====== Records supplied ======

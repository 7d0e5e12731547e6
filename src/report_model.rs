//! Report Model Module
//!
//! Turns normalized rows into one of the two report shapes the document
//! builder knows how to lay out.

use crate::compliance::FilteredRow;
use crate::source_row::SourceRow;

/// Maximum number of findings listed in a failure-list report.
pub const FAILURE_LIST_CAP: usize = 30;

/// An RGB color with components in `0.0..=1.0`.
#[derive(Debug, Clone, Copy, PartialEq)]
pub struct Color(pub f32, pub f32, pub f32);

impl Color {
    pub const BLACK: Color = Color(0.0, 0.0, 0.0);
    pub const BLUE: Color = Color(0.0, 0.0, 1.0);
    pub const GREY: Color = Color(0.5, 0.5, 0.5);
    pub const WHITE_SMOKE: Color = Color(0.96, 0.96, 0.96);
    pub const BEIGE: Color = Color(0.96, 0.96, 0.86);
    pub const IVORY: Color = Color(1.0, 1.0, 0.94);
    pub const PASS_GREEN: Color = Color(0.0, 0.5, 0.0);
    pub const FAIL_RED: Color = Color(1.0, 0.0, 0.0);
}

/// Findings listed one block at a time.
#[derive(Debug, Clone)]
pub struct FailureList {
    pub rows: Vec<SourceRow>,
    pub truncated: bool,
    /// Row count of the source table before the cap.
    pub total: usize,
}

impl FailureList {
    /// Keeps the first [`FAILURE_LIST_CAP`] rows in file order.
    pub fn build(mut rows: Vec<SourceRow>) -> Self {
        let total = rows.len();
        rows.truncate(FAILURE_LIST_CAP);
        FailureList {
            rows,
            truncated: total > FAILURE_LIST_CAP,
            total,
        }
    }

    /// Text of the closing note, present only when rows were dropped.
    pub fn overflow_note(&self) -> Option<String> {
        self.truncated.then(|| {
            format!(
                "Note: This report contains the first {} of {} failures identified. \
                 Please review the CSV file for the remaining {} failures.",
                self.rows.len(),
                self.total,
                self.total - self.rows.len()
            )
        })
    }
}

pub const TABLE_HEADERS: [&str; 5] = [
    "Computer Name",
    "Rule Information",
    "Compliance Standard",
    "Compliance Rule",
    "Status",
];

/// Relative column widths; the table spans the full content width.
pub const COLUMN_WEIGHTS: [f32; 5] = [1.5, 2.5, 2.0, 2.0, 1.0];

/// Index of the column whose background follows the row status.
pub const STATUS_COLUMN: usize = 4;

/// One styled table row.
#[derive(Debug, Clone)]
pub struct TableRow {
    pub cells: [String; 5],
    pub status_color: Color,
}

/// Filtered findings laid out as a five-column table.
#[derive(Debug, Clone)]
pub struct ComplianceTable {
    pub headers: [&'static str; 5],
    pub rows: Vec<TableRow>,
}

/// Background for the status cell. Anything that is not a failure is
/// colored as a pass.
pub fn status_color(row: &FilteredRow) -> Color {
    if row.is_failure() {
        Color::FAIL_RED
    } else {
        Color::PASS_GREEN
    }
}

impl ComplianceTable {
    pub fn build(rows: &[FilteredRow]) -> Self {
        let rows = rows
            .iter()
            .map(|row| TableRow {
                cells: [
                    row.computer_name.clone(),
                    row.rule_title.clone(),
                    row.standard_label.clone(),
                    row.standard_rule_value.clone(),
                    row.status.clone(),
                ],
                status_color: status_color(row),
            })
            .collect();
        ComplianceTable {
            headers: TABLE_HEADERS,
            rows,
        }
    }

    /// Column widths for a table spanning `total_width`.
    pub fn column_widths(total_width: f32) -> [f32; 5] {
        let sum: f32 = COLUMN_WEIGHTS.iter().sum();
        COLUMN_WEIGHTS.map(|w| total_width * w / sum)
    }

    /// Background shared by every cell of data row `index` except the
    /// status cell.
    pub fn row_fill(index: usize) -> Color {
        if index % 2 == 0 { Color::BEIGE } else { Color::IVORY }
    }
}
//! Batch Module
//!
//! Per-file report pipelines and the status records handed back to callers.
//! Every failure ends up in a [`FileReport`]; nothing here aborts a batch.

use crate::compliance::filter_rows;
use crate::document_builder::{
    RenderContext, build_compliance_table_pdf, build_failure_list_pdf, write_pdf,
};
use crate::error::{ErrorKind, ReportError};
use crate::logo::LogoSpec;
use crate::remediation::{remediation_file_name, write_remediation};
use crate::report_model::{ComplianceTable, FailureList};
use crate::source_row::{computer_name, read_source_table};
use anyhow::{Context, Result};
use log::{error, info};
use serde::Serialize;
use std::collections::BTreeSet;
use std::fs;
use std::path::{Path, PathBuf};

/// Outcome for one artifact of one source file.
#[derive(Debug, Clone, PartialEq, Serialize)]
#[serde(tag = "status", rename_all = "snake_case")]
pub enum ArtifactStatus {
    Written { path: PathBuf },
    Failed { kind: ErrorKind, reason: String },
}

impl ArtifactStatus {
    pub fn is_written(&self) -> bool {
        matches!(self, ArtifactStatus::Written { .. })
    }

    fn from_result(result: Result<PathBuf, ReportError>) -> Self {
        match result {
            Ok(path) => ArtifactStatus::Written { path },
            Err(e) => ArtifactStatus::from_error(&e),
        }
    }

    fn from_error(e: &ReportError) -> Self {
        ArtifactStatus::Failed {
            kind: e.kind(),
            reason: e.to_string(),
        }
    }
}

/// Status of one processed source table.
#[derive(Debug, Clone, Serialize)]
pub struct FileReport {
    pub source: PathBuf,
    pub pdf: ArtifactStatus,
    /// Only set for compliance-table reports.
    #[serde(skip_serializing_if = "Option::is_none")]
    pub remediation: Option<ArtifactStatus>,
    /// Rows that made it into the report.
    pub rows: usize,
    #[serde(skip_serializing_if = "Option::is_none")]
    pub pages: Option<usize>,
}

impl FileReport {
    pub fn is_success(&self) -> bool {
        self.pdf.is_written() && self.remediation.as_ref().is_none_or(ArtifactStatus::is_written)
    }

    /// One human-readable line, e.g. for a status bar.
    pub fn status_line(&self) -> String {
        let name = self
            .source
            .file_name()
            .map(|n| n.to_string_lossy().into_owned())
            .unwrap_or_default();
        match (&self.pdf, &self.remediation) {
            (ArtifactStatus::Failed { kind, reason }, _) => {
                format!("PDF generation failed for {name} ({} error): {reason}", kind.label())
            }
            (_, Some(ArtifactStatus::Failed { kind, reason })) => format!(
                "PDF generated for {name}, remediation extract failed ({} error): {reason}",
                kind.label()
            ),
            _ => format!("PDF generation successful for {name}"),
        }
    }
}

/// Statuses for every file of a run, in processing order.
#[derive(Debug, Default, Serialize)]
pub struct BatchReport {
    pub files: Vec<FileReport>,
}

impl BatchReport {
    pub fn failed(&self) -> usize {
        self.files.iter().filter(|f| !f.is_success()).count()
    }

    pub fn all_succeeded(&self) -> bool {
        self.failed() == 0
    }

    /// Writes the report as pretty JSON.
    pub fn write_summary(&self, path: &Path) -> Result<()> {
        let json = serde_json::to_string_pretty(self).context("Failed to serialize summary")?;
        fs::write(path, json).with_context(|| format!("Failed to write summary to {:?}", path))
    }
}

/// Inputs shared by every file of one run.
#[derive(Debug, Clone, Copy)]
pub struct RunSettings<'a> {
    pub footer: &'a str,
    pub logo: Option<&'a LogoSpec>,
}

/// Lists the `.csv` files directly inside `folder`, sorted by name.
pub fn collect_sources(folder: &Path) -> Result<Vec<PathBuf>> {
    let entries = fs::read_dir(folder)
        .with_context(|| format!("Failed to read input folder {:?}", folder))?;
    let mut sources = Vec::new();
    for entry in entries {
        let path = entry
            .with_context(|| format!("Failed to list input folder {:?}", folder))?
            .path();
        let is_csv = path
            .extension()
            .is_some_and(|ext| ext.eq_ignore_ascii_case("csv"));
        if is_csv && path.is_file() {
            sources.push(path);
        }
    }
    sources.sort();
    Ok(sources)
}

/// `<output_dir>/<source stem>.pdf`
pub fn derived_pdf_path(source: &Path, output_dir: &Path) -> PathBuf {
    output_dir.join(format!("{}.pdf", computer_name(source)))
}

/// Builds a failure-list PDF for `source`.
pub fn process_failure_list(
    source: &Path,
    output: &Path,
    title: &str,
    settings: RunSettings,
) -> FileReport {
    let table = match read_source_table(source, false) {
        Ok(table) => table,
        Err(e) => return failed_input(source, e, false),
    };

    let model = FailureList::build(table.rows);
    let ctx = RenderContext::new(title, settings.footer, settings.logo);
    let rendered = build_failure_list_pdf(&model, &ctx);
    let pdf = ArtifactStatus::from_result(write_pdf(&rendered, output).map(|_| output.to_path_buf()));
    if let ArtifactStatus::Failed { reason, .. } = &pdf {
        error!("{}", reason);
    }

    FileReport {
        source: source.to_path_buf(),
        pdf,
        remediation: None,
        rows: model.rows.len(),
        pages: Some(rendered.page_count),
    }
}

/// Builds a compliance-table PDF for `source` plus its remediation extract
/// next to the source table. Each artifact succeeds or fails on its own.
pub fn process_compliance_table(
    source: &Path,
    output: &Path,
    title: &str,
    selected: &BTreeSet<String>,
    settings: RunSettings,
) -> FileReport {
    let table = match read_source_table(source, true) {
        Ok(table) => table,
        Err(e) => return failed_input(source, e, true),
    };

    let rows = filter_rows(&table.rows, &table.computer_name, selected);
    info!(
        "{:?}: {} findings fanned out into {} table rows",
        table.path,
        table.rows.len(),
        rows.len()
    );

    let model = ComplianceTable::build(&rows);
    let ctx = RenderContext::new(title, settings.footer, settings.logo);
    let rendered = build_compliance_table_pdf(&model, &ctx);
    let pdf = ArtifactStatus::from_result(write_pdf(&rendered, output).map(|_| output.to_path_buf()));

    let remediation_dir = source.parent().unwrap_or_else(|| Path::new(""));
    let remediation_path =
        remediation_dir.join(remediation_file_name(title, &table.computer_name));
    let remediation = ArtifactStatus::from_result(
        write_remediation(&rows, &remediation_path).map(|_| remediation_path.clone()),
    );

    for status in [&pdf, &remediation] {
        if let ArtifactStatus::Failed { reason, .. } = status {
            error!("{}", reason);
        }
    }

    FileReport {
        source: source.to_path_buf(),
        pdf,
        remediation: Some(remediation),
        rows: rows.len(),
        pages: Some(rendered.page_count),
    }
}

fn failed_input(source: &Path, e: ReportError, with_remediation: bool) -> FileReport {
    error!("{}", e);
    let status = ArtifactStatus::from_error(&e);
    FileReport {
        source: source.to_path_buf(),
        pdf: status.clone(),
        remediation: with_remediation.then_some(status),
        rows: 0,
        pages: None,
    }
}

======
====== Records supplied ======

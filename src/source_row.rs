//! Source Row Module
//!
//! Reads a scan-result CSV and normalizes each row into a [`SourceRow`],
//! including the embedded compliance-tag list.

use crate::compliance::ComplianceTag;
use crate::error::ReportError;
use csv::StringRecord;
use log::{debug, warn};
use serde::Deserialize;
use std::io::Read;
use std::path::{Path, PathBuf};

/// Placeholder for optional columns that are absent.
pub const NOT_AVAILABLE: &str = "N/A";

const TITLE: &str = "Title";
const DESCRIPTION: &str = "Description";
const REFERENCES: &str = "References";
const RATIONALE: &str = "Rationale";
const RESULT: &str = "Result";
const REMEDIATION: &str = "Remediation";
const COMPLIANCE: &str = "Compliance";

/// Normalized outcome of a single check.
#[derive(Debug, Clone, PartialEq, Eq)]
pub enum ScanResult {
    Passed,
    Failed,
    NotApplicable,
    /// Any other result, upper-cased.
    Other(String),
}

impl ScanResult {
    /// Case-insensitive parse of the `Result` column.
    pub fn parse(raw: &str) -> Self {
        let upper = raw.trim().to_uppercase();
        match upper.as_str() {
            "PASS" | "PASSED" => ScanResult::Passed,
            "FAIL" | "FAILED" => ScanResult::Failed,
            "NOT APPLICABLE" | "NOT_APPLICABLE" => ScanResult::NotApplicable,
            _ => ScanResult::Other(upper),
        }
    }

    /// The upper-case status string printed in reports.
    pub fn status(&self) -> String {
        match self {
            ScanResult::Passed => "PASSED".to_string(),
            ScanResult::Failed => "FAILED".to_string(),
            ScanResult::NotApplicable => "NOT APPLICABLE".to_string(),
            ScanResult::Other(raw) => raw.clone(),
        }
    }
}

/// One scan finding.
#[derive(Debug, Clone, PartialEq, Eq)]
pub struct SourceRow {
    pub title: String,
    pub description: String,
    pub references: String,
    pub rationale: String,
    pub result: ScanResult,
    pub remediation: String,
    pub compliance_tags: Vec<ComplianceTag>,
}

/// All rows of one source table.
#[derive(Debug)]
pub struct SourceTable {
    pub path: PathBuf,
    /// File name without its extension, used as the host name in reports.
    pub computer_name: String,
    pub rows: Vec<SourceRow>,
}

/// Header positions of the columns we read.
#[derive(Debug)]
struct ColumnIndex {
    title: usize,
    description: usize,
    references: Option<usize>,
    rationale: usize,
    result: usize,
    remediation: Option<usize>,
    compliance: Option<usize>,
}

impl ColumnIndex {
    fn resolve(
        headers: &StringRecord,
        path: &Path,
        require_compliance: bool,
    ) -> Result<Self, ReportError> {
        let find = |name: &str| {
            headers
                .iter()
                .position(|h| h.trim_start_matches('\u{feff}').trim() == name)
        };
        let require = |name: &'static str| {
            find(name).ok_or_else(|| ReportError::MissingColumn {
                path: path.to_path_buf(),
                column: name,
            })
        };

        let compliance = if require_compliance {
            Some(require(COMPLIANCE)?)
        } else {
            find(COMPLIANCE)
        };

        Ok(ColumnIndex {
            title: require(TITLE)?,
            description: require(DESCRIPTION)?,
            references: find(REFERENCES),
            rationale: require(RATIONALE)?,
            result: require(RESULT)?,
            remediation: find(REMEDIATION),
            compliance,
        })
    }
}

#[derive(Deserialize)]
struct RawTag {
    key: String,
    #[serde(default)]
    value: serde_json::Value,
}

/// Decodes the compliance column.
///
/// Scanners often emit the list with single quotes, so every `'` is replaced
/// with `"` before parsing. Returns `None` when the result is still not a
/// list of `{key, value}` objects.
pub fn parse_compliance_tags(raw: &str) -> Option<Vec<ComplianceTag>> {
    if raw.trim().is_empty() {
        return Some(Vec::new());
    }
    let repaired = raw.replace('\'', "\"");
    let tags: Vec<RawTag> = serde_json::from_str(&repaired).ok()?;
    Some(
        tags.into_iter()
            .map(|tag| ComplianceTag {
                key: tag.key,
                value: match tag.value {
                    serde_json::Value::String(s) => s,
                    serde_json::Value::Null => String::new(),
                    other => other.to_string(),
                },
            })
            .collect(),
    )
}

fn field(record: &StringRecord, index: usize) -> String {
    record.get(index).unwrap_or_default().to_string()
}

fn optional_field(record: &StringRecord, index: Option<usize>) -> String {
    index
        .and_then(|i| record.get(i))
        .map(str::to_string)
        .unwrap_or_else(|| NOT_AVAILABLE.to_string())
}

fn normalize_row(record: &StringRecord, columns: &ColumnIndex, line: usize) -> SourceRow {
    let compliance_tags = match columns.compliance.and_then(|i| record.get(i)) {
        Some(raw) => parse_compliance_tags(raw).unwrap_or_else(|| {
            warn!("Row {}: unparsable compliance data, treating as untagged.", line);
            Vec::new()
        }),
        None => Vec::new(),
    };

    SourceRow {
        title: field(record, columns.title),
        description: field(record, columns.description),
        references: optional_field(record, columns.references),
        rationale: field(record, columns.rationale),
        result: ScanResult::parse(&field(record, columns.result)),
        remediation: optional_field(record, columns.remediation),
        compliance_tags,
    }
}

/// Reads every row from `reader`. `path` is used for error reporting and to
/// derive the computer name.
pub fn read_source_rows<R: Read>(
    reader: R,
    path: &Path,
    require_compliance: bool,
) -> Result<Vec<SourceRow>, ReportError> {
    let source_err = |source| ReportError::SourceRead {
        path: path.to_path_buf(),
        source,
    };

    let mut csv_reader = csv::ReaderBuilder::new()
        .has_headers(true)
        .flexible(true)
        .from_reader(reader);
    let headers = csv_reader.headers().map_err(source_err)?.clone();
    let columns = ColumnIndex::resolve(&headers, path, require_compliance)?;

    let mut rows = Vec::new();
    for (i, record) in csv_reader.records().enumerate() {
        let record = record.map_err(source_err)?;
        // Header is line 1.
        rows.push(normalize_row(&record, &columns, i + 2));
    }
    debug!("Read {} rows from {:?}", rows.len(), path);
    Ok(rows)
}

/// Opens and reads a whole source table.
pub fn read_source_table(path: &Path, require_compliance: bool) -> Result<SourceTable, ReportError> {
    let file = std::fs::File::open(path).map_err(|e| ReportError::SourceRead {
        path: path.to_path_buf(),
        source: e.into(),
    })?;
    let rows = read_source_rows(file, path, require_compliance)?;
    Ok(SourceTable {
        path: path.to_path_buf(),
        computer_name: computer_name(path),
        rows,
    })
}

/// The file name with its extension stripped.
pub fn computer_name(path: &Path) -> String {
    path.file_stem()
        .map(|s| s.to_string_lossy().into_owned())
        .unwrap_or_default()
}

======

▶ **Your assignment**:
Across the listing above, how many lines carry "LogoSpec"? Give only the number.

▶ **Result**:
2